*** Given entries Section Begins ***

// Requêtes et réponses de l'API (les montants restent des Decimal)
use rust_decimal::Decimal;
use serde::{Deserialize, Serialize};
use validator::Validate;

use crate::error::LedgerError;
use crate::models::investor::KycStatus;
use crate::models::investor_deposit::PaymentMethod;
use crate::models::users::Role;
use crate::models::withdrawal_request::WithdrawalType;
use crate::models::{equipment_allocation, product_allocation};
use crate::utils::money;

// ---------------------------------------------------------------- auth

#[derive(Debug, Deserialize, Validate)]
pub struct RegisterRequest {
    #[validate(length(min = 3, max = 64))]
    pub username: String,
    #[validate(length(min = 8))]
    pub password: String,
    #[validate(length(min = 1, max = 255))]
    pub full_name: String,
    pub phone: Option<String>,
}

#[derive(Debug, Deserialize)]
pub struct LoginRequest {
    pub username: String,
    pub password: String,
}

#[derive(Debug, Serialize)]
pub struct AuthResponse {
    pub token: String,
    pub user_id: i32,
    pub username: String,
    pub role: Role,
}

#[derive(Debug, Serialize)]
pub struct MeResponse {
    pub user_id: i32,
    pub username: String,
    pub role: Role,
}

// ---------------------------------------------------------------- allocations

#[derive(Debug, Deserialize, Validate)]
pub struct AllocateProductRequest {
    pub product_id: i32,
    pub variant_id: Option<i32>,
    #[validate(range(min = 1))]
    pub quantity: i32,
    pub purchase_price: Decimal,
}

#[derive(Debug, Deserialize)]
pub struct AllocateEquipmentRequest {
    pub equipment_id: i32,
    pub amount_allocated: Decimal,
}

#[derive(Debug, Deserialize)]
pub struct RemoveAllocationRequest {
    pub allocation_id: i32,
}

#[derive(Debug, Serialize)]
pub struct RemovedAllocationResponse {
    pub allocation_id: i32,
    pub refunded_amount: Decimal,
    pub restored_quantity: i32,
}

#[derive(Debug, Serialize)]
pub struct InvestorAllocationsResponse {
    pub products: Vec<product_allocation::Model>,
    pub equipment: Vec<equipment_allocation::Model>,
}

// ---------------------------------------------------------------- profit

/// Coûts d'un job d'équipement (chaque poste >= 0, absent = 0)
#[derive(Debug, Default, Clone, Deserialize)]
pub struct JobCosts {
    #[serde(default)]
    pub materials: Decimal,
    #[serde(default)]
    pub labor: Decimal,
    #[serde(default)]
    pub maintenance: Decimal,
    #[serde(default)]
    pub other: Decimal,
}

impl JobCosts {
    pub fn items(&self) -> [(&'static str, Decimal); 4] {
        [
            ("materials", self.materials),
            ("labor", self.labor),
            ("maintenance", self.maintenance),
            ("other", self.other),
        ]
    }

    pub fn total(&self) -> Result<Decimal, LedgerError> {
        money::checked_sum(self.items().iter().map(|(_, cost)| *cost))
    }
}

#[derive(Debug, Deserialize, Validate)]
pub struct JobUsageRequest {
    pub revenue: Decimal,
    #[serde(default)]
    pub costs: JobCosts,
    #[validate(length(max = 500))]
    pub description: Option<String>,
}

#[derive(Debug, Deserialize, Validate)]
pub struct ProductSaleRequest {
    #[validate(range(min = 1))]
    pub quantity: i32,
    pub unit_sale_price: Decimal,
    #[validate(length(min = 1, max = 64))]
    pub order_reference: Option<String>,
}

// ---------------------------------------------------------------- deposits

#[derive(Debug, Deserialize)]
pub struct CreateDepositRequest {
    pub gross_amount: Decimal,
    pub payment_method: PaymentMethod,
}

#[derive(Debug, Deserialize, Validate)]
pub struct SubmitReceiptRequest {
    #[validate(length(min = 1, max = 500))]
    pub receipt_reference: String,
}

#[derive(Debug, Deserialize, Validate)]
pub struct ConfirmReceiptRequest {
    pub charges: Decimal,
    #[validate(length(max = 1000))]
    pub admin_note: Option<String>,
}

#[derive(Debug, Deserialize, Validate)]
pub struct RejectReceiptRequest {
    #[validate(length(max = 1000))]
    pub admin_note: Option<String>,
}

#[derive(Debug, Deserialize, Validate)]
pub struct DisputeRequest {
    #[validate(length(min = 1, max = 1000))]
    pub note: String,
}

// ---------------------------------------------------------------- withdrawals

#[derive(Debug, Deserialize, Validate)]
pub struct CreateWithdrawalRequest {
    pub withdrawal_type: WithdrawalType,
    pub amount: Option<Decimal>,
    pub product_allocation_id: Option<i32>,
    #[validate(range(min = 1))]
    pub quantity: Option<i32>,
    pub equipment_allocation_id: Option<i32>,
    #[validate(length(max = 64))]
    pub payout_method: Option<String>,
    #[validate(length(max = 500))]
    pub payout_details: Option<String>,
    #[validate(length(max = 1000))]
    pub reason: Option<String>,
}

// ---------------------------------------------------------------- admin

#[derive(Debug, Deserialize)]
pub struct KycRequest {
    pub status: KycStatus,
}

#[derive(Debug, Deserialize, Validate)]
pub struct CreateEquipmentRequest {
    #[validate(length(min = 1, max = 255))]
    pub name: String,
    pub purchase_price: Decimal,
}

*** Given entries Section Ends ***

_Aim of the task_.
All lines of the data above that include the word "self" must be shown.

_Exercise answer_.
    pub fn items(&self) -> [(&'static str, Decimal); 4] {
            ("materials", self.materials),
            ("labor", self.labor),
            ("maintenance", self.maintenance),
            ("other", self.other),
    pub fn total(&self) -> Result<Decimal, LedgerError> {
        money::checked_sum(self.items().iter().map(|(_, cost)| *cost))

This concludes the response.